Member of the Legislative Yuan
- In office February 1, 2008 – January 31, 2012
- Constituency: Party-list ( Democratic Progressive Party)
- In office December 4, 1997 – January 31, 2008
- Preceded by: Vincent Siew
- Constituency: Chiayi
- In office February 1, 1993 – January 31, 1996
- Succeeded by: Vincent Siew
- Constituency: Chiayi

Chairman of the Democratic Progressive Party
- Acting 21 September 2007 – 15 October 2007
- Preceded by: Yu Shyi-kun
- Succeeded by: Yu Shyi-kun

1st President of the WUFI
- In office 1970–1971
- Succeeded by: Peng Ming-min

Personal details
- Born: 13 June 1935 Hotei Village, Tōseki District, Tainan Prefecture, Japanese Taiwan (modern-day Budai, Chiayi County, Taiwan)
- Died: 11 January 2014 (aged 78) Taipei, Taiwan
- Party: Democratic Progressive Party
- Spouse: Lillian Chai ​(m. 1963)​
- Children: 2
- Education: National Taiwan University (LLB) University of Tennessee (MA) University of Southern California (PhD)

= Chai Trong-rong =

Taiwanese politician (1935–2014)

Chai Trong-rong (蔡同榮 (Cài Tóngróng, Ts‘ài^{4} T‘ung^{2}-jung^{2}, Chhòa Tông-êng); June 13, 1935 – January 11, 2014), sometimes known in English as Trong Chai, was a Taiwanese politician.
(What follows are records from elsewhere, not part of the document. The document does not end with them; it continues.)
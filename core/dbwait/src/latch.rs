// SPDX-License-Identifier: Apache-2.0
// Copyright 2025 KylinSoft Co., Ltd. <https://www.kylinos.cn/>
// See LICENSES for license details.

//! The latch: a one-bit, level-triggered wakeup primitive.
//!
//! A latch stays set until explicitly reset, so a wake delivered before the
//! sleeper blocks is never lost. Shared latches live in a
//! [`SharedLatchTable`] inside a shared mapping and are addressed by
//! process number; any process may set them, only the owner may wait on or
//! reset them.

use core::sync::atomic::{AtomicBool, AtomicI32, Ordering, fence};

use dberr::{DbError, DbResult};
use dbshm::ShmSafe;

use crate::{Pid, transport};

/// Capacity of the shared latch table. Slots are assigned by process
/// number at attach time and never recycled while the slot owner lives.
pub const MAX_PROCS: usize = 256;

/// One latch. All fields are atomics so the struct can sit in shared
/// memory and be poked from signal handlers.
#[repr(C)]
pub struct Latch {
    is_set: AtomicBool,
    // Armed by the owner just before it blocks; tells setters a wakeup
    // send may be needed.
    maybe_sleeping: AtomicBool,
    owner_pid: AtomicI32,
}

impl Latch {
    pub const fn new() -> Self {
        Latch {
            is_set: AtomicBool::new(false),
            maybe_sleeping: AtomicBool::new(false),
            owner_pid: AtomicI32::new(0),
        }
    }

    fn my_pid() -> Pid {
        unsafe { libc::getpid() }
    }

    /// Claims ownership for the calling process. The wakeup transport must
    /// already be initialized, otherwise a concurrent `set` from another
    /// process would have nothing to kick.
    pub fn own(&self) -> DbResult {
        transport::ensure_current()?;
        let me = Self::my_pid();
        match self
            .owner_pid
            .compare_exchange(0, me, Ordering::AcqRel, Ordering::Acquire)
        {
            Ok(_) => Ok(()),
            Err(cur) if cur == me => Err(DbError::InvalidState("latch already owned by us")),
            Err(_) => Err(DbError::InvalidState("latch owned by another process")),
        }
    }

    /// Releases ownership. Callers must not be waiting on the latch.
    pub fn disown(&self) -> DbResult {
        let me = Self::my_pid();
        match self
            .owner_pid
            .compare_exchange(me, 0, Ordering::AcqRel, Ordering::Acquire)
        {
            Ok(_) => Ok(()),
            Err(_) => Err(DbError::InvalidState("latch not owned by this process")),
        }
    }

    pub fn owner(&self) -> Pid {
        self.owner_pid.load(Ordering::Acquire)
    }

    pub fn is_owned_by_me(&self) -> bool {
        self.owner() == Self::my_pid()
    }

    pub fn is_set(&self) -> bool {
        self.is_set.load(Ordering::Acquire)
    }

    /// Sets the latch and wakes the owner if it might be sleeping.
    ///
    /// Safe to call from any process and from signal handlers. The fence
    /// pairing with [`WaitEventSet`](crate::WaitEventSet)'s arm sequence
    /// guarantees that either we observe `maybe_sleeping` and send a wake,
    /// or the waiter observes `is_set` on its pre-sleep recheck; a wake can
    /// never fall between the cracks.
    pub fn set(&self) {
        // The barrier orders the caller's prior stores (the work the owner
        // will look for) before our is_set load and store.
        fence(Ordering::SeqCst);
        if self.is_set.load(Ordering::Relaxed) {
            return;
        }
        self.is_set.store(true, Ordering::Relaxed);
        fence(Ordering::SeqCst);

        if !self.maybe_sleeping.load(Ordering::Relaxed) {
            return;
        }
        let owner = self.owner_pid.load(Ordering::Relaxed);
        if owner == 0 {
            // Set-before-own is legal; the owner will see is_set when it
            // first waits.
        } else if owner == Self::my_pid() {
            transport::wake_local();
        } else {
            transport::wake_remote(owner);
        }
    }

    /// Clears the latch. Only the owner may reset.
    ///
    /// The barrier afterwards orders the clear before the owner's
    /// subsequent re-examination of shared state: work published by a
    /// concurrent `set` racing with this reset is either seen by that
    /// examination or leaves the latch set again.
    pub fn reset(&self) -> DbResult {
        if !self.is_owned_by_me() {
            return Err(DbError::InvalidState("reset of latch we do not own"));
        }
        self.is_set.store(false, Ordering::Relaxed);
        fence(Ordering::SeqCst);
        Ok(())
    }

    pub(crate) fn arm_sleep(&self) {
        self.maybe_sleeping.store(true, Ordering::Relaxed);
        fence(Ordering::SeqCst);
    }

    pub(crate) fn disarm_sleep(&self) {
        self.maybe_sleeping.store(false, Ordering::Relaxed);
    }
}

impl Default for Latch {
    fn default() -> Self {
        Self::new()
    }
}

/// Fixed table of shared latches, one per process slot. Lives in a shared
/// mapping created by the supervisor before any fork.
#[repr(C)]
pub struct SharedLatchTable {
    latches: [Latch; MAX_PROCS],
}

// repr(C), atomics only, all-zero bytes are the unowned/unset state.
unsafe impl ShmSafe for SharedLatchTable {}

impl SharedLatchTable {
    /// Latch for the given process number. Panics on out-of-range input,
    /// which indicates slot accounting corruption.
    pub fn latch(&self, proc_number: usize) -> &Latch {
        &self.latches[proc_number]
    }
}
Born in Japanese-era Taiwan, Chai earned his master's and doctorate degrees in the United States. He was a pro-democracy advocate and founded the Association for a Plebiscite (公民投票促進會 (Gōngmín Tóupiaò Cùjìnhùi)) and Formosa Television.

A member of the Democratic Progressive Party (DPP), Chai was elected a national legislator multiple times, serving in the Legislative Yuan from 1993 to 1996 and again from 1997 to 2012. He took part in three DPP chairmanship elections, but lost all three.

== Early life and education ==
Chai Trong-rong was born on June 13, 1935, in Hotei Village, Tōseki District, Tainan Prefecture, Japanese Taiwan (modern-day Budai, Chiayi County, Taiwan). At the time, Taiwan was still part of the Empire of Japan. After the Second World War, his father served as a Chiayi County council member for two terms.

After his graduation from the National Tainan First Senior High School, Chai studied political science at National Taiwan University (NTU). He later switched his major to law and graduated from the NTU College of Law in 1958. He was then conscripted and served in the Republic of China (Taiwan) Army for sixteen months.

In 1960, Chai went to the United States and studied at the University of Tennessee, where he earned his master's degree in political science. As a result of participating in the Taiwan independence movement, Chai was placed on the Kuomintang's black list and was unable to return to Taiwan. He continued studying and attended the University of Southern California, earning his Ph.D. in public administration in 1969. His doctoral dissertation, completed under professor Charles G. Mayo, was titled, "Professionals in Communist China: conflict and accommodation".

In 1986, Chai became a professor of political science at the City University of New York.

== Entry into politics ==
Chai established the World United Formosans for Independence (WUFI) in 1970 and became its first president. Then in 1982, he founded the Formosan Association for Public Affairs (FAPA), serving as its first president as well.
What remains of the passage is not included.